How a News Writer Makes News


News is about current events that have the potential to affect people’s lives. It informs people of what is going on in the world, whether it is a new virus that is spreading rapidly or how local elected officials are handling issues that impact residents of the community.

It also keeps people up to date on current events that affect their daily routines, such as weather conditions or how much food is in the grocery stores. People also want to be informed about what is happening in the world of entertainment; whether it is a major art museum revealing that one of its paintings was a forgery, or new music being released by popular artists.

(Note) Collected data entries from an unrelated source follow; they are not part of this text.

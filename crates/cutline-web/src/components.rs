//! UI Components

use leptos::prelude::*;

use cutline_core::{ConfirmResponse, ServiceOffering};

/// Top navigation with a collapsible mobile menu
#[component]
pub fn NavBar() -> impl IntoView {
    let (open, set_open) = signal(false);
    let close = move |_: leptos::ev::MouseEvent| set_open.set(false);

    view! {
        <nav class="navbar">
            <div class="nav-container">
                <a href="#home" class="nav-logo">"cutline"</a>
                <ul class="nav-menu" class:active=move || open.get()>
                    <li><a href="#home" on:click=close>"Home"</a></li>
                    <li><a href="#services" on:click=close>"Services"</a></li>
                    <li><a href="#portfolio" on:click=close>"Portfolio"</a></li>
                    <li><a href="#about" on:click=close>"About"</a></li>
                    <li><a href="#contact" on:click=close>"Contact"</a></li>
                </ul>
                <div
                    class="nav-toggle"
                    class:active=move || open.get()
                    on:click=move |_| set_open.update(|open| *open = !*open)
                >
                    <span class="bar"></span>
                    <span class="bar"></span>
                    <span class="bar"></span>
                </div>
            </div>
        </nav>
    }
}

/// One service in the catalog grid
#[component]
pub fn ServiceCard(
    service_key: String,
    offering: ServiceOffering,
    selected: RwSignal<Option<String>>,
) -> impl IntoView {
    let price = format!("${}", offering.display_price());

    view! {
        <div class="service-card">
            <div class="service-header">
                <div>
                    <h3>{offering.name}</h3>
                    <div class="service-duration">"⏱️ "{offering.duration}</div>
                </div>
                <div class="service-price">{price}</div>
            </div>
            <p>{offering.description}</p>
            <button
                class="btn-primary"
                on:click=move |_| selected.set(Some(service_key.clone()))
            >
                "Select Service"
            </button>
        </div>
    }
}

/// Success panel shown after a mock payment
#[component]
pub fn PaymentReceipt(confirmation: ConfirmResponse, service_name: String) -> impl IntoView {
    let ConfirmResponse {
        payment,
        crypto_payout,
        ..
    } = confirmation;

    view! {
        <div class="payment-success">
            <h4>"✅ Payment Successful!"</h4>
            <p><strong>"Order ID: "</strong>{payment.id}</p>
            <p><strong>"Service: "</strong>{service_name}</p>
            <p><strong>"Amount: "</strong>{format!("${:.2}", payment.amount)}</p>
            <hr />
            <p><strong>"Crypto Payout Processed:"</strong></p>
            <p>{format!("{} {}", crypto_payout.crypto_amount, crypto_payout.crypto_currency)}</p>
            <p><strong>"Transaction ID: "</strong>{crypto_payout.transaction_id}</p>
            <p>
                "You will receive an email confirmation shortly. "
                "We'll get started on your project within 24 hours!"
            </p>
        </div>
    }
}
//! Common test utilities for cutline-server integration tests.

#![allow(dead_code)] // Some utilities are used by different test files

use std::sync::Arc;

use axum_test::TestServer;

use cutline_payments::{
    InMemoryGateway, IntentStatus, MockCryptoPayout, NewIntent, PaymentGateway,
};
use cutline_server::{create_router, AppState, ServerConfig};

/// Test harness wrapping a server backed by the in-memory gateway.
pub struct TestHarness {
    /// The test server for making HTTP requests.
    pub server: TestServer,
    /// Handle on the gateway the server talks to.
    pub gateway: Arc<InMemoryGateway>,
}

impl TestHarness {
    /// Server with a fresh in-memory gateway.
    pub fn new() -> Self {
        Self::with_gateway(InMemoryGateway::new())
    }

    /// Server whose gateway fails every call.
    pub fn with_failing_gateway() -> Self {
        Self::with_gateway(InMemoryGateway::unavailable())
    }

    fn with_gateway(gateway: InMemoryGateway) -> Self {
        let gateway = Arc::new(gateway);
        let dyn_gateway: Arc<dyn PaymentGateway> = gateway.clone();
        let state = AppState::new(Some(dyn_gateway), MockCryptoPayout::new("bc1qtestwallet"));

        Self {
            server: build_server(state),
            gateway,
        }
    }

    /// Create an intent directly on the gateway and force its status.
    pub async fn intent_with_status(&self, amount: i64, service: &str, status: IntentStatus) -> String {
        let intent = self
            .gateway
            .create_intent(NewIntent::new(amount).service(Some(service.to_string())))
            .await
            .expect("Failed to create intent");
        self.gateway
            .set_status(&intent.id, status)
            .expect("Failed to set intent status");
        intent.id
    }
}

impl Default for TestHarness {
    fn default() -> Self {
        Self::new()
    }
}

/// Server with no payment gateway configured.
pub fn server_without_payments() -> TestServer {
    build_server(AppState::new(None, MockCryptoPayout::default()))
}

fn build_server(state: AppState) -> TestServer {
    let config = ServerConfig {
        static_dir: "tests/does-not-exist".into(),
        ..ServerConfig::default()
    };
    TestServer::new(create_router(state, &config)).expect("Failed to create test server")
}
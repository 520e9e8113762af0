//! In-memory payment gateway
//!
//! Keeps intents in a map instead of calling a provider. Used for local
//! development (`MOCK_PAYMENTS=true`) and by the server's integration tests.

use async_trait::async_trait;
use std::collections::HashMap;
use std::sync::RwLock;

use crate::error::{PaymentError, Result};
use crate::gateway::{IntentStatus, NewIntent, PaymentGateway, PaymentIntentRecord};

/// How a fresh intent starts out, and whether calls fail
#[derive(Clone, Copy, Debug, PartialEq, Eq)]
enum Mode {
    /// New intents wait for a payment method, like a real provider
    Pending,
    /// New intents are immediately `succeeded`
    AutoConfirm,
    /// Every call fails as if the provider were down
    Down,
}

/// In-memory gateway (for development and tests)
pub struct InMemoryGateway {
    intents: RwLock<HashMap<String, PaymentIntentRecord>>,
    mode: Mode,
}

impl Default for InMemoryGateway {
    fn default() -> Self {
        Self::new()
    }
}

impl InMemoryGateway {
    pub fn new() -> Self {
        Self::with_mode(Mode::Pending)
    }

    /// Intents succeed as soon as they are created
    pub fn auto_confirming() -> Self {
        Self::with_mode(Mode::AutoConfirm)
    }

    /// Every call returns [`PaymentError::Unavailable`]
    pub fn unavailable() -> Self {
        Self::with_mode(Mode::Down)
    }

    fn with_mode(mode: Mode) -> Self {
        Self {
            intents: RwLock::new(HashMap::new()),
            mode,
        }
    }

    /// Move an intent to a new status, as a provider would after card confirmation
    pub fn set_status(&self, id: &str, status: IntentStatus) -> Result<()> {
        let mut intents = self.write()?;
        let intent = intents
            .get_mut(id)
            .ok_or_else(|| PaymentError::IntentNotFound(id.to_string()))?;
        intent.status = status;
        Ok(())
    }

    /// Store an intent as-is
    pub fn insert(&self, intent: PaymentIntentRecord) -> Result<()> {
        self.write()?.insert(intent.id.clone(), intent);
        Ok(())
    }

    pub fn len(&self) -> usize {
        self.intents.read().map(|intents| intents.len()).unwrap_or(0)
    }

    pub fn is_empty(&self) -> bool {
        self.len() == 0
    }

    fn write(
        &self,
    ) -> Result<std::sync::RwLockWriteGuard<'_, HashMap<String, PaymentIntentRecord>>> {
        self.intents
            .write()
            .map_err(|_| PaymentError::Storage("intent map lock poisoned".into()))
    }

    fn check_available(&self) -> Result<()> {
        if self.mode == Mode::Down {
            return Err(PaymentError::Unavailable("in-memory gateway is down".into()));
        }
        Ok(())
    }
}

#[async_trait]
impl PaymentGateway for InMemoryGateway {
    async fn create_intent(&self, intent: NewIntent) -> Result<PaymentIntentRecord> {
        self.check_available()?;

        let id = format!("pi_{}", uuid::Uuid::new_v4().simple());
        let secret = uuid::Uuid::new_v4().simple().to_string();
        let status = match self.mode {
            Mode::AutoConfirm => IntentStatus::Succeeded,
            _ => IntentStatus::RequiresPaymentMethod,
        };

        let record = PaymentIntentRecord {
            client_secret: Some(format!("{id}_secret_{}", &secret[..24])),
            id,
            amount: intent.amount,
            currency: intent.currency.to_lowercase(),
            status,
            metadata: intent.metadata(),
        };

        self.insert(record.clone())?;
        Ok(record)
    }

    async fn retrieve_intent(&self, id: &str) -> Result<PaymentIntentRecord> {
        self.check_available()?;

        let intents = self
            .intents
            .read()
            .map_err(|_| PaymentError::Storage("intent map lock poisoned".into()))?;
        intents
            .get(id)
            .cloned()
            .ok_or_else(|| PaymentError::IntentNotFound(id.to_string()))
    }

    fn name(&self) -> &str {
        "in-memory"
    }
}

#[cfg(test)]
mod tests {
    use super::*;

    #[tokio::test]
    async fn test_create_and_retrieve() {
        let gateway = InMemoryGateway::new();
        let created = gateway
            .create_intent(NewIntent::new(2500).service(Some("basic-edit".into())))
            .await
            .unwrap();

        assert!(created.id.starts_with("pi_"));
        assert!(created.client_secret.as_ref().unwrap().starts_with(&created.id));
        assert_eq!(created.status, IntentStatus::RequiresPaymentMethod);

        let fetched = gateway.retrieve_intent(&created.id).await.unwrap();
        assert_eq!(fetched.amount, 2500);
        assert_eq!(fetched.service(), Some("basic-edit"));
        assert_eq!(gateway.len(), 1);
    }

    #[tokio::test]
    async fn test_set_status() {
        let gateway = InMemoryGateway::new();
        let created = gateway.create_intent(NewIntent::new(5000)).await.unwrap();

        gateway.set_status(&created.id, IntentStatus::Succeeded).unwrap();
        let fetched = gateway.retrieve_intent(&created.id).await.unwrap();
        assert!(fetched.status.is_succeeded());

        assert!(gateway.set_status("pi_missing", IntentStatus::Canceled).is_err());
    }

    #[tokio::test]
    async fn test_auto_confirming() {
        let gateway = InMemoryGateway::auto_confirming();
        let created = gateway.create_intent(NewIntent::new(7500)).await.unwrap();
        assert!(created.status.is_succeeded());
    }

    #[tokio::test]
    async fn test_unavailable() {
        let gateway = InMemoryGateway::unavailable();
        let err = gateway.create_intent(NewIntent::new(7500)).await.unwrap_err();
        assert!(err.is_retryable());
        assert!(gateway.retrieve_intent("pi_x").await.is_err());
        assert!(gateway.is_empty());
    }

    #[tokio::test]
    async fn test_unknown_intent() {
        let gateway = InMemoryGateway::new();
        let err = gateway.retrieve_intent("pi_nope").await.unwrap_err();
        assert!(matches!(err, PaymentError::IntentNotFound(_)));
    }
}
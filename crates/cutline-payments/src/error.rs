//! Payment Error Types

use thiserror::Error;

/// Result type alias
pub type Result<T> = std::result::Result<T, PaymentError>;

/// Payment-related errors
#[derive(Error, Debug)]
pub enum PaymentError {
    /// Stripe API error
    #[error("Stripe error: {0}")]
    Stripe(String),

    /// Intent ID is not well formed
    #[error("Invalid payment intent ID: {0}")]
    InvalidIntentId(String),

    /// Currency code not recognised
    #[error("Invalid currency: {0}")]
    InvalidCurrency(String),

    /// No intent with this ID
    #[error("Payment intent not found: {0}")]
    IntentNotFound(String),

    /// Gateway refused to serve the request
    #[error("Gateway unavailable: {0}")]
    Unavailable(String),

    /// Storage error
    #[error("Storage error: {0}")]
    Storage(String),
}

impl PaymentError {
    /// Check if this error is retryable
    pub fn is_retryable(&self) -> bool {
        matches!(
            self,
            PaymentError::Stripe(_) | PaymentError::Unavailable(_) | PaymentError::Storage(_)
        )
    }
}

#[cfg(test)]
mod tests {
    use super::*;

    #[test]
    fn test_retryable() {
        assert!(PaymentError::Stripe("timeout".into()).is_retryable());
        assert!(PaymentError::Unavailable("down".into()).is_retryable());
        assert!(!PaymentError::InvalidIntentId("nope".into()).is_retryable());
        assert!(!PaymentError::IntentNotFound("pi_x".into()).is_retryable());
    }
}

To determine what is newsworthy, reporters look at a variety of factors. These include the importance of the event, proximity, controversy, and prominence. They also consider whether it has been shared and discussed on social media.

Once they have a general idea of what is to be included in their story, reporters will research their topic extensively. They will use both primary sources and secondary sources. Primary sources are those that come directly from the subject of their story, such as talking to a firefighter who saved a cat from a burning building or interviewing the owners of a pet store that is closing. Secondary sources are pieces that have already been written about the event.

Once the research is done, writers will have a good understanding of what to include in their story and will begin outlining. A common outline is the upside-down pyramid format. Using this outline will help them keep focused on the most important points and avoid getting bogged down with details that are not necessary for the story.